Informed Consent: What Does Consent for Treatment Mean in Medical Law?

·6 min read
Informed Consent: What Does Consent for Treatment Mean in Medical Law?

What does informed consent mean in medical law? Learn when consent is legally valid, what doctors must explain, and your rights if the duty to inform is breached.

Any medical treatment may only take place if the patient has given well-informed consent. This principle, also called informed consent, is one of the foundations of medical law.

Yet things often go wrong in practice: patients receive insufficient explanation, do not fully understand the risks, or it turns out afterwards that they never really consented to the treatment that was carried out. In this blog we explain what informed consent exactly means, what the doctor's duties are and what you can do if action has been taken without valid consent.


What does informed consent mean?

Informed consent means that a patient has received all relevant information about a treatment, and has subsequently given voluntary consent.

That is:

  • The patient understands what the treatment entails;

  • The patient knows what risks and alternatives there are;

  • The patient can make a well-considered choice.

Only when all these conditions have been met, a doctor may start the treatment.


The legal basis

The right to information and consent is laid down in the Medical Treatment Agreement Act (WGBO).
It states that a doctor may only treat after permission has been given by the patient, and that this permission is only valid if the patient is sufficiently informed about:

  • the purpose and nature of the treatment;

  • the expected consequences and risks;

  • possible alternatives;

  • the prospects (prognosis).

A patient also always has the right to withdraw his consent.

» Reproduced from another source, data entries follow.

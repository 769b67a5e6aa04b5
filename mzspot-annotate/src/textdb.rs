//! Reading tab separated compound lists.
//!
//! The first line is a header. `Name` and `m/z` columns are required; `RT(min)`,
//! `Adduct`, `InChIKey`, `Formula`, `SMILES`, `Ontology` and `CCS` are optional
//! and any other column is ignored. Header matching is case insensitive.
use std::fs;
use std::io::{self, prelude::*};
use std::path::Path;

use csv::{ReaderBuilder, StringRecord, Trim};
use flate2::bufread::MultiGzDecoder;
use serde::Deserialize;
use tracing::info;

use crate::error::AnnotationError;
use crate::msp::is_gzipped;
use crate::reference::{ion_mode_of_adduct, MoleculeMsReference};

/// One data row, keyed by the names [`canonical_column`] assigns
#[derive(Debug, Default, Deserialize)]
#[serde(default)]
struct TextDbRow {
    name: String,
    mz: Option<f64>,
    rt: Option<f64>,
    adduct: String,
    inchikey: String,
    formula: String,
    smiles: String,
    ontology: String,
    ccs: Option<f64>,
}

fn canonical_column(header: &str) -> Option<&'static str> {
    let column = match header.trim().to_ascii_lowercase().as_str() {
        "name" | "metabolite name" => "name",
        "m/z" | "mz" | "precursormz" | "precursor m/z" => "mz",
        "rt(min)" | "rt" | "retention time" => "rt",
        "adduct" | "precursortype" => "adduct",
        "inchikey" => "inchikey",
        "formula" => "formula",
        "smiles" => "smiles",
        "ontology" => "ontology",
        "ccs" => "ccs",
        _ => return None,
    };
    Some(column)
}

/// Rename recognized headers to their canonical names. Unknown and repeated
/// columns are blanked so the first occurrence wins.
fn canonical_headers(headers: &StringRecord) -> Result<StringRecord, AnnotationError> {
    let mut seen: Vec<&str> = Vec::new();
    let renamed: StringRecord = headers
        .iter()
        .map(|h| match canonical_column(h) {
            Some(c) if !seen.contains(&c) => {
                seen.push(c);
                c
            }
            _ => "",
        })
        .collect();
    if !(seen.contains(&"name") && seen.contains(&"mz")) {
        return Err(AnnotationError::parse(
            1,
            "The header must contain `Name` and `m/z` columns",
        ));
    }
    Ok(renamed)
}

/// Read every row of a tab separated compound list. Rows are numbered from
/// zero in file order, which becomes their `scan_id`. Fields may be quoted
/// to hold tabs or newlines.
pub fn read_textdb<R: Read>(reader: R) -> Result<Vec<MoleculeMsReference>, AnnotationError> {
    let mut rdr = ReaderBuilder::new()
        .delimiter(b'\t')
        .flexible(true)
        .trim(Trim::All)
        .from_reader(reader);
    let headers = rdr.headers()?.clone();
    if headers.iter().all(|h| h.is_empty()) {
        return Ok(Vec::new());
    }
    let headers = canonical_headers(&headers)?;

    let mut references = Vec::new();
    for record in rdr.records() {
        let record = record?;
        let line = record.position().map(|p| p.line() as usize).unwrap_or_default();
        let row: TextDbRow = record
            .deserialize(Some(&headers))
            .map_err(|e| AnnotationError::parse(line, e.to_string()))?;
        let mz = row
            .mz
            .ok_or_else(|| AnnotationError::parse(line, format!("Missing m/z for {:?}", row.name)))?;
        let mut reference = MoleculeMsReference::new(references.len() as i64, row.name, mz);
        reference.rt = row.rt;
        reference.ccs = row.ccs;
        reference.adduct = row.adduct;
        reference.inchikey = row.inchikey;
        reference.formula = row.formula;
        reference.smiles = row.smiles;
        reference.ontology = row.ontology;
        if let Some(mode) = ion_mode_of_adduct(&reference.adduct) {
            reference.ion_mode = mode;
        }
        references.push(reference);
    }
    Ok(references)
}

/// Read a text compound list from `path`, decompressing it if it is gzipped
pub fn read_textdb_file(path: impl AsRef<Path>) -> Result<Vec<MoleculeMsReference>, AnnotationError> {
    let path = path.as_ref();
    let references = if is_gzipped(path)? {
        let handle = io::BufReader::new(fs::File::open(path)?);
        read_textdb(io::BufReader::new(MultiGzDecoder::new(handle)))?
    } else {
        read_textdb(io::BufReader::new(fs::File::open(path)?))?
    };
    info!("Read {} compounds from {}", references.len(), path.display());
    Ok(references)
}

#[cfg(test)]
mod test {
    use super::*;
    use mzspot::IonMode;

    #[test]
    fn test_read_textdb() -> Result<(), AnnotationError> {
        let text = "Name\tm/z\tRT(min)\tAdduct\tExtra\tCCS\n\
                    Caffeine\t195.0877\t3.2\t[M+H]+\tfoo\t\n\
                    \n\
                    Citrate\t191.0197\t\t[M-H]-\tbar\t130.1\n";
        let refs = read_textdb(text.as_bytes())?;
        assert_eq!(refs.len(), 2);
        assert_eq!(refs[0].name, "Caffeine");
        assert_eq!(refs[0].rt, Some(3.2));
        assert_eq!(refs[0].ccs, None);
        assert_eq!(refs[1].scan_id, 1);
        assert_eq!(refs[1].rt, None);
        assert_eq!(refs[1].ion_mode, IonMode::Negative);
        assert_eq!(refs[1].ccs, Some(130.1));
        Ok(())
    }

    #[test]
    fn test_missing_required_columns() {
        assert!(matches!(
            read_textdb("Name\tRT\nX\t1.0\n".as_bytes()),
            Err(AnnotationError::Parse { line: 1, .. })
        ));
        assert!(matches!(
            read_textdb("Name\tm/z\nX\tabc\n".as_bytes()),
            Err(AnnotationError::Parse { line: 2, .. })
        ));
    }

    #[test]
    fn test_quoted_fields() -> Result<(), AnnotationError> {
        let text = "Name\tm/z\tFormula\n\
                    \"Tab\tName\"\t100.5\tC6H12O6\n\
                    \"Two\nLines\"\t200.25\t\n\
                    Plain\tabc\t\n";
        match read_textdb(text.as_bytes()) {
            Err(AnnotationError::Parse { line, .. }) => assert_eq!(line, 5),
            other => panic!("Expected a parse error, got {other:?}"),
        }
        let refs = read_textdb(text.replace("abc", "300.0").as_bytes())?;
        assert_eq!(refs.len(), 3);
        assert_eq!(refs[0].name, "Tab\tName");
        assert_eq!(refs[0].precursor_mz, 100.5);
        assert_eq!(refs[0].formula, "C6H12O6");
        assert_eq!(refs[1].name, "Two\nLines");
        assert_eq!(refs[1].precursor_mz, 200.25);
        assert_eq!(refs[2].precursor_mz, 300.0);
        Ok(())
    }
}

What must a doctor explain?

A doctor must inform his patient in a comprehensible and complete manner.
This means that not only the medical procedure itself must be explained, but also:

  • the chance of complications;

  • the possible pain or recovery time;

  • the consequences of non-treatment;

  • and the alternative treatment options.

The information must be tailored to the patient's personality: what is obvious to a medical specialist is often obvious to a patient not.

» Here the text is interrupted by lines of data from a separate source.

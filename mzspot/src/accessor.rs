//! Loading per-file peak lists for alignment
use std::collections::HashMap;
use std::io;

use rayon::prelude::*;
use tracing::debug;

use crate::chrom::ChromXType;
use crate::comparer::PeakComparer;
use crate::error::AlignmentError;
use crate::interval::{SimpleInterval, Span1D};
use crate::peak::{AnalysisFile, ChromatogramPeakFeature};

/// Something that can produce the detected peaks of one input file
pub trait PeakFeatureSource: Sync {
    fn load_peaks(&self, file: &AnalysisFile) -> io::Result<Vec<ChromatogramPeakFeature>>;
}

/// A [`PeakFeatureSource`] over peak lists already in memory, keyed by file ID
#[derive(Debug, Default, Clone)]
pub struct InMemoryPeakSource {
    peaks: HashMap<usize, Vec<ChromatogramPeakFeature>>,
}

impl InMemoryPeakSource {
    pub fn new() -> Self {
        Self::default()
    }

    pub fn insert(&mut self, file_id: usize, peaks: Vec<ChromatogramPeakFeature>) {
        self.peaks.insert(file_id, peaks);
    }

    pub fn with(mut self, file_id: usize, peaks: Vec<ChromatogramPeakFeature>) -> Self {
        self.insert(file_id, peaks);
        self
    }
}

impl FromIterator<(usize, Vec<ChromatogramPeakFeature>)> for InMemoryPeakSource {
    fn from_iter<T: IntoIterator<Item = (usize, Vec<ChromatogramPeakFeature>)>>(iter: T) -> Self {
        Self {
            peaks: iter.into_iter().collect(),
        }
    }
}

impl PeakFeatureSource for InMemoryPeakSource {
    fn load_peaks(&self, file: &AnalysisFile) -> io::Result<Vec<ChromatogramPeakFeature>> {
        self.peaks.get(&file.id).cloned().ok_or_else(|| {
            io::Error::new(
                io::ErrorKind::NotFound,
                format!("No peaks registered for file {}", file.id),
            )
        })
    }
}

/// Loads peak lists and puts them into the form the joiner expects: on the
/// comparer's primary axis and sorted by the comparer's order.
#[derive(Debug, Clone)]
pub struct DataAccessor {
    comparer: PeakComparer,
    time_range: Option<SimpleInterval<f64>>,
}

impl DataAccessor {
    pub fn new(comparer: PeakComparer) -> Self {
        Self {
            comparer,
            time_range: None,
        }
    }

    /// Only keep peaks whose apex retention time falls inside `time_range`
    pub fn with_time_range(mut self, time_range: Option<SimpleInterval<f64>>) -> Self {
        self.time_range = time_range;
        self
    }

    pub fn comparer(&self) -> &PeakComparer {
        &self.comparer
    }

    fn fill_retention_index(
        &self,
        file: &AnalysisFile,
        peaks: &mut [ChromatogramPeakFeature],
    ) -> Result<(), AlignmentError> {
        let calibration =
            file.calibration
                .as_ref()
                .ok_or_else(|| AlignmentError::MissingCalibration {
                    file_id: file.id,
                    file_name: file.name.clone(),
                })?;
        for peak in peaks.iter_mut() {
            for position in [&mut peak.chrom_left, &mut peak.chrom_top, &mut peak.chrom_right] {
                if let Some(rt) = position.rt() {
                    position.set(ChromXType::RI, calibration.rt_to_ri(rt));
                }
            }
            peak.set_main_type(ChromXType::RI);
        }
        Ok(())
    }

    /// Load the peaks of one file.
    ///
    /// Fails if the source fails, if a loaded peak carries the gap sentinel as
    /// its ID, or if retention index alignment is requested and the file has no
    /// calibration.
    pub fn load(
        &self,
        file: &AnalysisFile,
        source: &dyn PeakFeatureSource,
    ) -> Result<Vec<ChromatogramPeakFeature>, AlignmentError> {
        let data_error = |source: io::Error| AlignmentError::DataSource {
            file_id: file.id,
            file_name: file.name.clone(),
            source,
        };
        let mut peaks = source.load_peaks(file).map_err(data_error)?;
        if let Some(bad) = peaks.iter().find(|p| p.is_gap()) {
            return Err(data_error(io::Error::new(
                io::ErrorKind::InvalidData,
                format!("Detected peak has a negative ID {}", bad.peak_id),
            )));
        }
        let total = peaks.len();
        if let Some(time_range) = self.time_range.as_ref() {
            peaks.retain(|p| {
                p.apex(ChromXType::RT)
                    .map(|rt| time_range.contains(&rt))
                    .unwrap_or(true)
            });
        }
        if matches!(&self.comparer, PeakComparer::Gcms(c) if c.axis == ChromXType::RI) {
            self.fill_retention_index(file, &mut peaks)?;
        }
        peaks.sort_by(|a, b| self.comparer.compare(a, b));
        debug!(
            "Loaded {} of {} peaks from {} ({})",
            peaks.len(),
            total,
            file.name,
            file.id
        );
        Ok(peaks)
    }

    /// Load every file on the worker pool. The result is in `files` order.
    pub fn load_all(
        &self,
        files: &[AnalysisFile],
        source: &dyn PeakFeatureSource,
    ) -> Result<Vec<Vec<ChromatogramPeakFeature>>, AlignmentError> {
        files.par_iter().map(|file| self.load(file, source)).collect()
    }
}

#[cfg(test)]
mod test {
    use std::collections::BTreeMap;

    use super::*;
    use crate::params::{AlignmentParameters, RetentionType, Technology};
    use crate::retention_index::RetentionIndexCalibration;

    fn peak(id: i64, rt: f64, mz: f64) -> ChromatogramPeakFeature {
        ChromatogramPeakFeature::new(id, rt - 0.02, rt, rt + 0.02, mz, 100.0)
    }

    fn source() -> InMemoryPeakSource {
        InMemoryPeakSource::new().with(0, vec![peak(0, 7.0, 120.0), peak(1, 4.5, 300.0), peak(2, 4.5, 200.0)])
    }

    #[test]
    fn test_load_sorted_and_filtered() {
        let params = AlignmentParameters::for_technology(Technology::LcMs);
        let accessor = DataAccessor::new(PeakComparer::new(Technology::LcMs, &params));
        let file = AnalysisFile::new(0, "a");
        let peaks = accessor.load(&file, &source()).unwrap();
        let ids: Vec<i64> = peaks.iter().map(|p| p.peak_id).collect();
        assert_eq!(ids, vec![2, 1, 0]);

        let accessor = accessor.with_time_range(Some(SimpleInterval::new(4.0, 6.0)));
        assert_eq!(accessor.load(&file, &source()).unwrap().len(), 2);

        let missing = AnalysisFile::new(3, "d");
        assert!(matches!(
            accessor.load(&missing, &source()),
            Err(AlignmentError::DataSource { file_id: 3, .. })
        ));
    }

    #[test]
    fn test_retention_index_mode() {
        let mut params = AlignmentParameters::for_technology(Technology::GcMs);
        params.retention_type = RetentionType::RI;
        let accessor = DataAccessor::new(PeakComparer::new(Technology::GcMs, &params));

        let file = AnalysisFile::new(0, "a");
        assert!(matches!(
            accessor.load(&file, &source()),
            Err(AlignmentError::MissingCalibration { file_id: 0, .. })
        ));

        let alkanes: BTreeMap<u32, f64> = [(10, 4.0), (11, 5.0), (12, 8.0)].into_iter().collect();
        let file = file.with_calibration(RetentionIndexCalibration::kovats(&alkanes).unwrap());
        let peaks = accessor.load(&file, &source()).unwrap();
        assert_eq!(peaks[0].chrom_top.main_type(), ChromXType::RI);
        assert!((peaks[0].chrom_top.main_value() - 1050.0).abs() < 1e-9);
        assert!((peaks[2].chrom_top.main_value() - 1166.6666666666667).abs() < 1e-6);
    }

    #[test]
    fn test_load_all_preserves_order() {
        let params = AlignmentParameters::for_technology(Technology::LcMs);
        let accessor = DataAccessor::new(PeakComparer::new(Technology::LcMs, &params));
        let source: InMemoryPeakSource = (0..8)
            .map(|i| (i, (0..=i).map(|j| peak(j as i64, 1.0 + j as f64, 100.0)).collect()))
            .collect();
        let files: Vec<_> = (0..8).map(|i| AnalysisFile::new(i, format!("f{i}"))).collect();
        let loaded = accessor.load_all(&files, &source).unwrap();
        for (i, peaks) in loaded.iter().enumerate() {
            assert_eq!(peaks.len(), i + 1);
        }
    }
}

Are you unsure whether you have been sufficiently informed? Then this may be an indication that no valid consent has been given.


When is consent not legally valid?

A treatment without correct or full consent can be legally regarded as unlawful medical conduct.
For example, consent is not legally valid if:

  • the patient has been incompletely or incorrectly informed;

  • the patient was unable to understand the consequences (for example due to medication or stress);

  • the doctor carries out treatment other than that for which consent was given;

  • pressure or coercion was exerted.

In those situations, there may be a medical error and there is right to compensation.

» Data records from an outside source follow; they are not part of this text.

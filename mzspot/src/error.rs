use std::io;

use thiserror::Error;

/// An error that might occur while building or running an alignment
#[derive(Debug, Error)]
pub enum AlignmentError {
    #[error("Invalid alignment configuration: {0}")]
    InvalidConfiguration(String),
    #[error("File {file_id} ({file_name}) has no retention index calibration, but retention index alignment was requested")]
    MissingCalibration { file_id: usize, file_name: String },
    #[error("Invalid retention index calibration: {0}")]
    InvalidCalibration(String),
    #[error("Alignment invariant violated: {0}")]
    InvariantViolation(String),
    #[error("Failed to read data for file {file_id} ({file_name}): {source}")]
    DataSource {
        file_id: usize,
        file_name: String,
        #[source]
        source: io::Error,
    },
}

impl AlignmentError {
    pub(crate) fn invalid_config<S: Into<String>>(message: S) -> Self {
        Self::InvalidConfiguration(message.into())
    }
}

Consent in urgent situations

In acute or life-threatening situations, a doctor may act without explicit consent if this is necessary to save the life or health of the patient.

However, as soon as the situation is stable, the doctor must inform as soon as possible and ask permission for further treatment.

The lack of consent is then only justified if there was immediate danger to life or medical necessity

Consent for minors

Special rules apply to minor patients:

  • Up to 12 years: permission from the parents or guardian is required.

  • 12 to 16 years: both the young person and the parents must give consent.

  • From 16 years: the young person can decide for themselves medical treatments.

Doctors must ensure that the young person understands the information and is able to make his or her own choice.


No written consent required - but proof is required

The law does not require that consent be recorded in writing, but it is wise.
In medical liability cases, the question often revolves around whether or not there was informed consent.

Doctors therefore usually include this in the file. It is established:

  • that the treatment has been discussed,

  • which risks have been explained,

  • and that the patient has agreed.

If this is lacking, the evidence problem may be to the detriment of the doctor.


What if you have not been properly informed?

If a doctor has acted without you being sufficiently informed, this may be the case. a violation of the obligation to provide information.
The consequences can be serious:

  • You may never have chosen the treatment if you had known all the risks;

  • You have suffered damage that you could have avoided;

  • Or you have been confronted with complications for which you were not prepared.

In such cases you can hold the doctor or hospital liable for the damage.

Also read our blog Medical liability: when is a doctor or hospital liable?.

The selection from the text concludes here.